His body was found by a labourer who had been walking along the cliffs early on the Saturday morning floating in the breakers 30-40 yards from the shore. The tide was coming in and by the time the labourer got down to the beach the body had washed up against the rocks.

His body was pulled out of the water and taken to a local farm. He had an abrasion under the right ear and a doctor concluded that he had received a blow to his head sufficient to kill him before he had entered the water.

When his body was examined cards were found with his name on them along with other items such as a receipt for membership of the Blennhasit Club, a gold watch that had stopped at 6 o'clock and some English and American money. However, there were no papers found on him.

His body was later identified by an American Consul.

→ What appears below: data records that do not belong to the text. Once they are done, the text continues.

//! Budget enforcement. Charges and releases both use the tier-native size
//! (class size, whole cell, buddy block, mapping length), so the counter
//! returns to zero when everything is freed, whatever the tier mix.

use std::sync::Arc;
use std::sync::atomic::{AtomicUsize, Ordering};

use cellar::{Config, Context};

const KB: usize = 1024;
const MB: usize = 1024 * 1024;

fn ctx_with_budget(budget: usize) -> Context {
  Context::new(Config {
    reserve_size: 128 * MB,
    memory_budget: budget,
    ..Config::default()
  })
}

#[test]
fn budget_enforcement() {
  let ctx = ctx_with_budget(1024);

  // 512 rounds to the 512-byte class.
  let p1 = ctx.alloc_bytes(512, 0, 8);
  assert!(!p1.is_null());

  // 400 also rounds to 512; exactly at the cap now.
  let p2 = ctx.alloc_bytes(400, 0, 8);
  assert!(!p2.is_null());
  assert_eq!(ctx.get_budget_current(), 1024);

  // One more 256-byte block would cross the cap.
  assert!(ctx.alloc_bytes(200, 0, 8).is_null());

  unsafe { ctx.free_bytes(p1) };
  let p4 = ctx.alloc_bytes(200, 0, 8);
  assert!(!p4.is_null());

  unsafe {
    ctx.free_bytes(p2);
    ctx.free_bytes(p4);
  }
  assert_eq!(ctx.get_budget_current(), 0);
}

#[test]
fn budget_callback_reports_the_refusal() {
  let ctx = ctx_with_budget(512);

  let invoked = Arc::new(AtomicUsize::new(0));
  let seen_requested = Arc::new(AtomicUsize::new(0));
  let seen_budget = Arc::new(AtomicUsize::new(0));
  let seen_current = Arc::new(AtomicUsize::new(0));
  {
    let invoked = invoked.clone();
    let seen_requested = seen_requested.clone();
    let seen_budget = seen_budget.clone();
    let seen_current = seen_current.clone();
    ctx.set_budget_callback(move |requested, budget, current| {
      invoked.fetch_add(1, Ordering::Relaxed);
      seen_requested.store(requested, Ordering::Relaxed);
      seen_budget.store(budget, Ordering::Relaxed);
      seen_current.store(current, Ordering::Relaxed);
    });
  }

  let p1 = ctx.alloc_bytes(400, 0, 8);
  assert!(!p1.is_null());
  assert_eq!(invoked.load(Ordering::Relaxed), 0);

  assert!(ctx.alloc_bytes(200, 0, 8).is_null());
  assert_eq!(invoked.load(Ordering::Relaxed), 1);
  assert_eq!(seen_requested.load(Ordering::Relaxed), 200);
  assert_eq!(seen_budget.load(Ordering::Relaxed), 512);
  assert_eq!(seen_current.load(Ordering::Relaxed), 512);

  unsafe { ctx.free_bytes(p1) };
}

#[test]
fn zero_budget_is_unlimited() {
  let ctx = ctx_with_budget(0);
  let ptrs: Vec<_> = (0..100).map(|_| ctx.alloc_bytes(1024, 0, 8)).collect();
  assert!(ptrs.iter().all(|p| !p.is_null()));
  for p in ptrs {
    unsafe { ctx.free_bytes(p) };
  }
  assert_eq!(ctx.get_budget_current(), 0);
}

#[test]
fn budget_counts_buddy_blocks_whole() {
  // A 512KB request takes a 1MB buddy block once the prefix is added, and
  // the budget sees the full block.
  let ctx = ctx_with_budget(2 * MB);

  let p1 = ctx.alloc_bytes(512 * KB, 0, 8);
  assert!(!p1.is_null());
  assert_eq!(ctx.get_budget_current(), MB);

  let p2 = ctx.alloc_bytes(512 * KB, 0, 8);
  assert!(!p2.is_null());
  assert_eq!(ctx.get_budget_current(), 2 * MB);

  assert!(ctx.alloc_bytes(512 * KB, 0, 8).is_null());

  unsafe {
    ctx.free_bytes(p1);
    ctx.free_bytes(p2);
  }
  assert_eq!(ctx.get_budget_current(), 0);
}

#[test]
fn budget_can_be_raised_at_runtime() {
  let ctx = ctx_with_budget(512);

  let p1 = ctx.alloc_bytes(400, 0, 8);
  assert!(!p1.is_null());
  assert!(ctx.alloc_bytes(200, 0, 8).is_null());

  ctx.set_budget(2048);
  assert_eq!(ctx.get_budget(), 2048);

  let p3 = ctx.alloc_bytes(200, 0, 8);
  assert!(!p3.is_null());

  unsafe {
    ctx.free_bytes(p1);
    ctx.free_bytes(p3);
  }
  assert_eq!(ctx.get_budget_current(), 0);
}

#[test]
fn accounting_has_no_drift() {
  let ctx = ctx_with_budget(10 * MB);

  // 20-byte requests charge their 32-byte class, and frees release the same
  // amount; anything else would drift the counter cycle by cycle.
  let ptrs: Vec<_> = (0..100).map(|_| ctx.alloc_bytes(20, 0, 8)).collect();
  assert!(ptrs.iter().all(|p| !p.is_null()));
  assert_eq!(ctx.get_budget_current(), 100 * 32);

  for p in ptrs {
    unsafe { ctx.free_bytes(p) };
  }
  assert_eq!(ctx.get_budget_current(), 0);
}

#[test]
fn accounting_is_symmetric_across_tiers() {
  let ctx = ctx_with_budget(0);

  let small = ctx.alloc_bytes(100, 0, 8);
  let cell = ctx.alloc_bytes(10 * KB, 0, 8);
  let buddy = ctx.alloc_bytes(48 * KB, 0, 8);
  let large = ctx.alloc_bytes(3 * MB, 0, 8);
  assert!(ctx.get_budget_current() > 0);

  unsafe {
    ctx.free_bytes(small);
    ctx.free_bytes(cell);
    ctx.free_bytes(buddy);
    ctx.free_bytes(large);
  }
  assert_eq!(ctx.get_budget_current(), 0);

  // Realloc cycles settle back to zero as well.
  let p = ctx.alloc_bytes(40 * KB, 0, 8);
  let p = unsafe { ctx.realloc_bytes(p, 4 * MB, 0) };
  let p = unsafe { ctx.realloc_bytes(p, 64, 0) };
  unsafe { ctx.free_bytes(p) };
  assert_eq!(ctx.get_budget_current(), 0);
}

His brother, the Assistant Secretary Of State made the following statement:

I am satisfied from the reports cabled by our Consul at Plymouth and others that the body washed ashore on the coast of Devon is that of my missing brother Kent Loomis. I visited the Kaiser Wilhelm der Grosse when she was in port on this side, and carefully examined those parts of the ship which my brother frequented on his last fatal voyage, and talked at length with the officers, who were unanimous in their statements that my brother was correct in his habits throughout the voyage. I am strongly inclined to the theory that my brother ascended the deck alone at midnight to look about before retiring for the night, that he ventured outside the railing into the unprotected space, where the boats hang from their davits, and thence accidently fell overboard. There is no evidence whatever of suicide or foul play.